Читаем без скачивания Гиллеспи и я - Джейн Харрис
Шрифт:
Интервал:
Закладка:
И так до бесконечности — несмотря на все мои ухищрения, о Кеннете ничего выпытать не удалось.
* * *Закончив обед, Элспет немедленно умчалась, а я — поскольку мне некуда было спешить — вдруг решила заняться вязанием. В поисках принадлежностей для своего нового увлечения я заглянула в «Шерсть и чулки» на Грейт-Уэстерн-роуд. Разумеется, это была лавка Гиллеспи, где работал брат Неда, и, несмотря на искреннее желание взяться за спицы, признаюсь, что в моем решении присутствовал и другой тайный мотив. Я хотела увидеть Кеннета на его территории, вне семейного круга. К несчастью, не обнаружив его в лавке, я была вынуждена пуститься в длинное обсуждение спиц и пряжи с его напарницей, мисс Макхаффи — невыносимо услужливой пожилой дамой. Я надеялась на внезапное появление Кеннета, однако он так и не явился.

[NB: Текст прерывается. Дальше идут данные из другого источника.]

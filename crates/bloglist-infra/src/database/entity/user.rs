//! User entity for SeaORM.

use bloglist_core::error::RepoError;
use sea_orm::Set;
use sea_orm::entity::prelude::*;

#[derive(Clone, Debug, PartialEq, DeriveEntityModel)]
#[sea_orm(table_name = "users")]
pub struct Model {
    #[sea_orm(primary_key, auto_increment = false)]
    pub id: Uuid,
    #[sea_orm(unique)]
    pub username: String,
    pub name: String,
    pub password_hash: String,
    /// Owned blog ids as a JSON array, in creation order.
    #[sea_orm(column_type = "JsonBinary")]
    pub blogs: Json,
}

#[derive(Copy, Clone, Debug, EnumIter, DeriveRelation)]
pub enum Relation {}

impl ActiveModelBehavior for ActiveModel {}

/// Conversion from SeaORM Model to Domain User.
///
/// A `blogs` column that is not an array of ids is reported, never read as an
/// empty list: the next append would otherwise overwrite the stored ids.
impl TryFrom<Model> for bloglist_core::domain::User {
    type Error = RepoError;

    fn try_from(model: Model) -> Result<Self, Self::Error> {
        let blogs = serde_json::from_value(model.blogs).map_err(|e| {
            tracing::error!(user_id = %model.id, error = %e, "Unreadable users.blogs column");
            RepoError::Query(format!("users.blogs for {}: {e}", model.id))
        })?;

        Ok(Self {
            id: model.id,
            username: model.username,
            name: model.name,
            password_hash: model.password_hash,
            blogs,
        })
    }
}

/// Conversion from Domain User to SeaORM ActiveModel.
impl From<bloglist_core::domain::User> for ActiveModel {
    fn from(user: bloglist_core::domain::User) -> Self {
        Self {
            id: Set(user.id),
            username: Set(user.username),
            name: Set(user.name),
            password_hash: Set(user.password_hash),
            blogs: Set(Json::Array(
                user.blogs
                    .iter()
                    .map(|id| Json::String(id.to_string()))
                    .collect(),
            )),
        }
    }
}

Решив, что у него выходной, я сделала покупки и попрощалась.
Впрочем, мне пришло в голову, что, понаблюдав за братом Неда пристальнее, я узнаю, где он бывает, и, возможно, раскрою его тайну. Как говорится, praemonitus, praemunitus[3].
Итак, в последующие несколько дней я не спускала глаз с Кеннета, впрочем, не нарушая привычного образа жизни. Распорядок его был весьма однообразен: в половине девятого он шел на работу и открывал лавку в девять; обедал в половине третьего, как правило, в кафе «Бачелорс» в парке; ровно в шесть закрывал лавку и возвращался на Стэнли-стрит, иногда заглядывая в квартиру номер одиннадцать поиграть с Сибил и Роуз, затем шел ужинать к матери; потом он чаще всего возвращался в парк выпить в баре. Похоже, он подружился с работниками Выставки, и, как только парк закрывался на ночь, Кеннет исчезал в таверне «Каледониан» с компанией разнообразных приятелей. На мой взгляд, в его поведении не было ничего подозрительного. Он пропадал в питейных заведениях, а не в притонах, где курят опиум. Выпивал, но не более, чем свойственно людям его возраста и происхождения. Наконец я задумалась, не кроется ли тайна Кеннета в прошлом. Однако, как вскоре выяснилось, развязка не заставила себя долго ждать.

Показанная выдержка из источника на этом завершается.